> _EXERCISE DESCRIPTION_: Pick every line with "crate" from the material below.

+ + + + +

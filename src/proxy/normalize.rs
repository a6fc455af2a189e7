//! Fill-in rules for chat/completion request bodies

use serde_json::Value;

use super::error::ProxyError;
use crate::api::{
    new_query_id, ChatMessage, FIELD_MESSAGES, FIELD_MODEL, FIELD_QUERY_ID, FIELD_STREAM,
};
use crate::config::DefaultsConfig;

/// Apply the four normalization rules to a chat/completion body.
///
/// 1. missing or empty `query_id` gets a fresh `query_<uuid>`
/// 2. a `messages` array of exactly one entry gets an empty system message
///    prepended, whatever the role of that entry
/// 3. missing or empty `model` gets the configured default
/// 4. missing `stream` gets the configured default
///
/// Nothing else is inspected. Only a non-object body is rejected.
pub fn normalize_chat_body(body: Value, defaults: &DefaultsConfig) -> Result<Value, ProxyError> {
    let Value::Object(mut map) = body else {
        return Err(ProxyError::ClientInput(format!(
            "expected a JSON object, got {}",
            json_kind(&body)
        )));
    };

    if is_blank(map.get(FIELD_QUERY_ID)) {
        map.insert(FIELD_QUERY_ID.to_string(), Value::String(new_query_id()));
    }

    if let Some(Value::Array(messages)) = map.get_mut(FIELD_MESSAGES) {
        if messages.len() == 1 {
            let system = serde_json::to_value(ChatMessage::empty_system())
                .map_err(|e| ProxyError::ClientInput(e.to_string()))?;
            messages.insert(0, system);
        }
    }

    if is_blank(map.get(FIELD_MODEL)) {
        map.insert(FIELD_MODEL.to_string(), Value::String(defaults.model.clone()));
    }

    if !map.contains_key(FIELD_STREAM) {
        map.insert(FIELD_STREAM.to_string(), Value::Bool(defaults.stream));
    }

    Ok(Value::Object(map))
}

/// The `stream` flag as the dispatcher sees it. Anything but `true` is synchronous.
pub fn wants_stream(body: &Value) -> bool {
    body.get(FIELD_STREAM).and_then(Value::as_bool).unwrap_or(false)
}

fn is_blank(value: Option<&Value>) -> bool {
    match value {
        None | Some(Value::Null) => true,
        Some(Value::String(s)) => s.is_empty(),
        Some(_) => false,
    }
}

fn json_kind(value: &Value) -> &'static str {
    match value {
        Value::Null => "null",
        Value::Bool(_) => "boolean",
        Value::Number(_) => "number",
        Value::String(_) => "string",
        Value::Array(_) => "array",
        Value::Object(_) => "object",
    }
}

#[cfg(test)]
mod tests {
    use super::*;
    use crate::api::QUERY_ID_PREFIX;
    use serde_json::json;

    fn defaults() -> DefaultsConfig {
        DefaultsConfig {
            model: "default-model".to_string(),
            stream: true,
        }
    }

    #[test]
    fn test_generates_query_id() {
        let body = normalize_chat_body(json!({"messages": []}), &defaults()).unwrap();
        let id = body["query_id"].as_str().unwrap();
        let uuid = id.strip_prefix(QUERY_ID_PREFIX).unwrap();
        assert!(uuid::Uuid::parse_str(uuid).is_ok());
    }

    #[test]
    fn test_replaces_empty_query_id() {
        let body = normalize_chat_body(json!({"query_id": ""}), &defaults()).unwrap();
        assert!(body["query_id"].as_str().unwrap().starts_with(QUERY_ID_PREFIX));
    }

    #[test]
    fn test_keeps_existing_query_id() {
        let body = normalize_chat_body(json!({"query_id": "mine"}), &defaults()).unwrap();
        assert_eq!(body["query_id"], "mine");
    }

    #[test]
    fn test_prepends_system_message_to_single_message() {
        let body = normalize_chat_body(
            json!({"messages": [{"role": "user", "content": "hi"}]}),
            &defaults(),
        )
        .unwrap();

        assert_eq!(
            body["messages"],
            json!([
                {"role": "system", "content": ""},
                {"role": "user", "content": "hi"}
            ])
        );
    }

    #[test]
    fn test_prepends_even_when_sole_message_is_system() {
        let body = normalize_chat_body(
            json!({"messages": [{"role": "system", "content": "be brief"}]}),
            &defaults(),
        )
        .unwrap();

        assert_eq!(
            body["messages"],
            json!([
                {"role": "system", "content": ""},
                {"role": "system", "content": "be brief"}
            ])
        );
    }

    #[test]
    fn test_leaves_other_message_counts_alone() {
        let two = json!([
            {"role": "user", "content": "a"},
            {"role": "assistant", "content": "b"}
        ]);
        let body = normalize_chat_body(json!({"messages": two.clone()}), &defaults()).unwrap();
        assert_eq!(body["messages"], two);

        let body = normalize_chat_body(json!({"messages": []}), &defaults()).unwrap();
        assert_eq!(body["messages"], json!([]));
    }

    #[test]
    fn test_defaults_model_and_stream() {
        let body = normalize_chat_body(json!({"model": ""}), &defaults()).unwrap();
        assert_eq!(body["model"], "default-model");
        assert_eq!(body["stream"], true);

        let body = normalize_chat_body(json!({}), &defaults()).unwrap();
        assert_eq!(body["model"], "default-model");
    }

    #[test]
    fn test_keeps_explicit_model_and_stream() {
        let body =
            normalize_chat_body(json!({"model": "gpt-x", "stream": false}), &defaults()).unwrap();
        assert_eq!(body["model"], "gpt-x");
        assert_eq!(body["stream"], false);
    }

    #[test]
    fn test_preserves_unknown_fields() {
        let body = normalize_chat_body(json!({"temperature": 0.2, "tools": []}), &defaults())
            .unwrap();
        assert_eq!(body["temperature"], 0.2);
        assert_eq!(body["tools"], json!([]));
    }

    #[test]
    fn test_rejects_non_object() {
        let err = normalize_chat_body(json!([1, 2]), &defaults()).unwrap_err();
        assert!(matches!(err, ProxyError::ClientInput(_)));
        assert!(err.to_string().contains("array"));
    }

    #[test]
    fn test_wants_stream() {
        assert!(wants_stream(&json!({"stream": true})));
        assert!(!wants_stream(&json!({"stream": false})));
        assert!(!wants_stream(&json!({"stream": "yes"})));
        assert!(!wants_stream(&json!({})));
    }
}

+ + + + +

> _REPLY TO THE EXERCISE_:
use crate::api::{
use crate::config::DefaultsConfig;
    use crate::api::QUERY_ID_PREFIX;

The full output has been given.